(Records excerpted from a collection)

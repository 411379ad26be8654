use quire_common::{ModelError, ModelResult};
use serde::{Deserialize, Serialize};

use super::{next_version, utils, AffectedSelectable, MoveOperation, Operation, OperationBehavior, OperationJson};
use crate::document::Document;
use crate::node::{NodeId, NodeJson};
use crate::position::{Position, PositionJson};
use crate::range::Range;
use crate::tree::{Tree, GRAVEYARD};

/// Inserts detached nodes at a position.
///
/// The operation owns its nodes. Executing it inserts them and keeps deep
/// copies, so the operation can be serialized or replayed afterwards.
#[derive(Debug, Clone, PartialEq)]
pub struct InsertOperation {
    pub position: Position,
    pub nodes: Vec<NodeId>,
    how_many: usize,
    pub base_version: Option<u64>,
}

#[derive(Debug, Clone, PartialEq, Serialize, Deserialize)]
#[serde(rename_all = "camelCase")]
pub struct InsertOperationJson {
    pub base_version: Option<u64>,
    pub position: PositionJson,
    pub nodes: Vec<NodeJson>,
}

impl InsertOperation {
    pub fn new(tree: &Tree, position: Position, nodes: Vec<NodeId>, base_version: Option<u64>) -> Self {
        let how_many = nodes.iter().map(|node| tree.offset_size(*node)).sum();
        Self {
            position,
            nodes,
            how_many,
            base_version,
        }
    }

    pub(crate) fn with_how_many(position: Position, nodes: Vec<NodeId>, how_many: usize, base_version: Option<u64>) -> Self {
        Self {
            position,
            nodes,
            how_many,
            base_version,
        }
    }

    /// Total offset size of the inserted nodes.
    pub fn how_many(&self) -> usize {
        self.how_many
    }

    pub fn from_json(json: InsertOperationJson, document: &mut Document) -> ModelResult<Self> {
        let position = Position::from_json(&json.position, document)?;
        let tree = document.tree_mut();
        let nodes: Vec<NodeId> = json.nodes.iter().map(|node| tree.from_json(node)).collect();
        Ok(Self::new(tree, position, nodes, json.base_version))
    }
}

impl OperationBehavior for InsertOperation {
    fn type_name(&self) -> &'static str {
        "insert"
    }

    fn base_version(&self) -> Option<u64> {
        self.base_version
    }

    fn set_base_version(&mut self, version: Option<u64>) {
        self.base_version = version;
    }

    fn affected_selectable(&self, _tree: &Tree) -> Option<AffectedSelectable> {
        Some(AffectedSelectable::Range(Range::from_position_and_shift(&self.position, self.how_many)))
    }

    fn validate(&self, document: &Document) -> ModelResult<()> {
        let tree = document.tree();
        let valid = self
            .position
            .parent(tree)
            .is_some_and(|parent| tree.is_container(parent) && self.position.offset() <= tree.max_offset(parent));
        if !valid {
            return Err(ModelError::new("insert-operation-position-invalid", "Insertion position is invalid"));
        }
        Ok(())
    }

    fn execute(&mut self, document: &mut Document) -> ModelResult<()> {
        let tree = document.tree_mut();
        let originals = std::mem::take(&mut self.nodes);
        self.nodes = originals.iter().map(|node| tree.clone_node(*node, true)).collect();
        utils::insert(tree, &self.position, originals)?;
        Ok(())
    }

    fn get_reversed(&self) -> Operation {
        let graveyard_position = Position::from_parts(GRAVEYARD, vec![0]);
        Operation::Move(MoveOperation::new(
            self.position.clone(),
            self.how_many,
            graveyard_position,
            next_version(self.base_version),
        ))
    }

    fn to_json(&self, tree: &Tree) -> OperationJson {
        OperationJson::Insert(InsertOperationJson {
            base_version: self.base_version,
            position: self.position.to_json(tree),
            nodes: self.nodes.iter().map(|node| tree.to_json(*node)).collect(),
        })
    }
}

* * *

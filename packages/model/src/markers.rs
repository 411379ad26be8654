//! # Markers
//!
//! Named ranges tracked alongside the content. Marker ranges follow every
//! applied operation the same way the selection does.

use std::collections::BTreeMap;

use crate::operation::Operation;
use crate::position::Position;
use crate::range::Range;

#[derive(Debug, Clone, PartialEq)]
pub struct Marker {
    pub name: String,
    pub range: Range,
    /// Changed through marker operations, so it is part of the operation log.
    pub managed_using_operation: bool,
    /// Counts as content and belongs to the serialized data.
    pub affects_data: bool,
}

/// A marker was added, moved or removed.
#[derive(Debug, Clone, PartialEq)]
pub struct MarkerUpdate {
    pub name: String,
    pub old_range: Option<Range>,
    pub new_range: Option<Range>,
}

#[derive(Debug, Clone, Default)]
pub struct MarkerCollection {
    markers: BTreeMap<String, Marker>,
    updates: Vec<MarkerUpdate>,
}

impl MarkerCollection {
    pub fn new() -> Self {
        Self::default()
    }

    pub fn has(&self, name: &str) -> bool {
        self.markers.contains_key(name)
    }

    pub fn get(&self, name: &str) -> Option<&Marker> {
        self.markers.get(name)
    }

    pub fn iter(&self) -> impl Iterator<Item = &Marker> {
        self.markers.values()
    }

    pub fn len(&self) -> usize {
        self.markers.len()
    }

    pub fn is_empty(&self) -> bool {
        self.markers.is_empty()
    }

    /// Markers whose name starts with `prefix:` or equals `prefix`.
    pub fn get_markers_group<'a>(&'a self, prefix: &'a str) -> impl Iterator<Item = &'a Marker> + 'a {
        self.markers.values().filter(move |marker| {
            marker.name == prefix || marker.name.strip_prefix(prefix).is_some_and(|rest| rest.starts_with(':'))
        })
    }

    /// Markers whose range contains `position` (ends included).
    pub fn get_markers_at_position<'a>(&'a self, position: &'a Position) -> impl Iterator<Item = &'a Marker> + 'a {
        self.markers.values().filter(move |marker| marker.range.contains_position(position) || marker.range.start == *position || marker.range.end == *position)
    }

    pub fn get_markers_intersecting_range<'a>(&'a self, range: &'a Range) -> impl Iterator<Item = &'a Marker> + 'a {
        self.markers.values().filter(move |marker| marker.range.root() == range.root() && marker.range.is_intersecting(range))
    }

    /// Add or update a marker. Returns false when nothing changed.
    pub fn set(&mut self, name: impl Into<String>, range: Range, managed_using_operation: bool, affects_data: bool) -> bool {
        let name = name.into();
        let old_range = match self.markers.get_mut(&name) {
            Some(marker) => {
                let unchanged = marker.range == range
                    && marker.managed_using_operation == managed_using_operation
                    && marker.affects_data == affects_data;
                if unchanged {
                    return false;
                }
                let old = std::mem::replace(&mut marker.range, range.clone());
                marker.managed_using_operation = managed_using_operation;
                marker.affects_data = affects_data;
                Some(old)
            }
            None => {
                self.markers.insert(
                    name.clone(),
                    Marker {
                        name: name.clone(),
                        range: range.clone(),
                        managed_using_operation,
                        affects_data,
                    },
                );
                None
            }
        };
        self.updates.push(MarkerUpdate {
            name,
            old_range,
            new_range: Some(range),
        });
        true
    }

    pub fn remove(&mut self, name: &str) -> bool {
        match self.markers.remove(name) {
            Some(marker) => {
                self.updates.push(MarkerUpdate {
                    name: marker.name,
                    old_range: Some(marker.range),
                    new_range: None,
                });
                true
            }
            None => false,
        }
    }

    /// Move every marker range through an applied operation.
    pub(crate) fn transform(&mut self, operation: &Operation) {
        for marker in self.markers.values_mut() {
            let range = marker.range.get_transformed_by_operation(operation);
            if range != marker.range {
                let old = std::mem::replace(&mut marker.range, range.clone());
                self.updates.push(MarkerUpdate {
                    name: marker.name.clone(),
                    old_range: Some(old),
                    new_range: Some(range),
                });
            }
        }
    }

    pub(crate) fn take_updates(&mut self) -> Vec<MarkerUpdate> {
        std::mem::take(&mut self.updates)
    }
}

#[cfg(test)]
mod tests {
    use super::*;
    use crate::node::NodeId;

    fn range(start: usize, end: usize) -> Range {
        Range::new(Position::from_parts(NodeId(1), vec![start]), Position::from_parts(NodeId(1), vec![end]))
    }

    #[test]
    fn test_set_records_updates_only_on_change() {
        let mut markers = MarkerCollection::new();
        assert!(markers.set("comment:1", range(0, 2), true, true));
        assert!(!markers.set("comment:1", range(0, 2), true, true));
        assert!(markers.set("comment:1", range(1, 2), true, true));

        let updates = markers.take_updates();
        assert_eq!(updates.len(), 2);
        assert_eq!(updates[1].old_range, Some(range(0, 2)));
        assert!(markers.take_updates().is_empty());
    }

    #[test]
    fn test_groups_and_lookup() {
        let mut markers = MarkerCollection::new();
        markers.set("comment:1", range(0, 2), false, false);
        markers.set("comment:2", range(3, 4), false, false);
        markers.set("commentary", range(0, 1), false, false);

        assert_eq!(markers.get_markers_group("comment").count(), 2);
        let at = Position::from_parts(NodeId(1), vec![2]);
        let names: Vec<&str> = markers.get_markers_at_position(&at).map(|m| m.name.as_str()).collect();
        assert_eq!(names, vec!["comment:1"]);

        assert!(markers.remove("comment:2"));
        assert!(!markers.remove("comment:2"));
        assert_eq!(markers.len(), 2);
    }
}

## To do
Show every line of the data that includes the string "whose".

## Reply
    /// Markers whose name starts with `prefix:` or equals `prefix`.
    /// Markers whose range contains `position` (ends included).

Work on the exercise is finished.